RECORDS SHOWN
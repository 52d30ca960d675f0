//! Outbound ports of the extraction pipeline.
//!
//! Persistence and wall-clock access live behind traits so the pipeline can
//! run against any backend and stay deterministic under test.

use async_trait::async_trait;
use chrono::{DateTime, Utc};

use chronicler_domain::{Entity, EntityId, EntityKind};

/// Store operation errors with context for debugging.
#[derive(Debug, thiserror::Error)]
pub enum StoreError {
    /// Entity not found - includes kind and ID for actionable messages.
    #[error("{kind} not found: {id}")]
    NotFound { kind: EntityKind, id: String },

    /// Backend operation failed - includes operation name for tracing.
    #[error("Store error in {operation}: {message}")]
    Backend {
        operation: &'static str,
        message: String,
    },

    /// Record rejected by the store.
    #[error("Constraint violation: {0}")]
    ConstraintViolation(String),
}

impl StoreError {
    pub fn not_found(kind: EntityKind, id: impl ToString) -> Self {
        Self::NotFound {
            kind,
            id: id.to_string(),
        }
    }

    pub fn backend(operation: &'static str, message: impl ToString) -> Self {
        Self::Backend {
            operation,
            message: message.to_string(),
        }
    }

    pub fn constraint(message: impl ToString) -> Self {
        Self::ConstraintViolation(message.to_string())
    }

    pub fn is_not_found(&self) -> bool {
        matches!(self, Self::NotFound { .. })
    }
}

/// Persistence port for entity records.
#[cfg_attr(test, mockall::automock)]
#[async_trait]
pub trait EntityStore: Send + Sync {
    /// Persist a new entity and return it with its id and timestamps set.
    async fn create(&self, entity: Entity) -> Result<Entity, StoreError>;

    /// Exact, case-sensitive name lookup within one kind.
    async fn find_by_name(
        &self,
        kind: EntityKind,
        name: &str,
    ) -> Result<Option<Entity>, StoreError>;

    /// Every stored entity of one kind.
    async fn find_all(&self, kind: EntityKind) -> Result<Vec<Entity>, StoreError>;

    /// Overwrite an existing entity identified by `id`.
    async fn update(&self, id: EntityId, entity: Entity) -> Result<Entity, StoreError>;
}

/// Wall-clock port; swapped for a fixed clock in tests.
pub trait ClockPort: Send + Sync {
    fn now(&self) -> DateTime<Utc>;
}

#[derive(Debug, Default, Clone, Copy)]
pub struct SystemClock;

impl ClockPort for SystemClock {
    fn now(&self) -> DateTime<Utc> {
        Utc::now()
    }
}

/// Clock pinned to one instant.
#[derive(Debug, Clone, Copy)]
pub struct FixedClock(pub DateTime<Utc>);

impl ClockPort for FixedClock {
    fn now(&self) -> DateTime<Utc> {
        self.0
    }
}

ACTION ITEM
Each line from the first line of the listing through the line containing "for actionable messages." must be set down exactly; no other line belongs in the answer.

SOLVED EXERCISE
repository 52d30ca960d675f0
//! Outbound ports of the extraction pipeline.
//!
//! Persistence and wall-clock access live behind traits so the pipeline can
//! run against any backend and stay deterministic under test.

use async_trait::async_trait;
use chrono::{DateTime, Utc};

use chronicler_domain::{Entity, EntityId, EntityKind};

/// Store operation errors with context for debugging.
#[derive(Debug, thiserror::Error)]
pub enum StoreError {
    /// Entity not found - includes kind and ID for actionable messages.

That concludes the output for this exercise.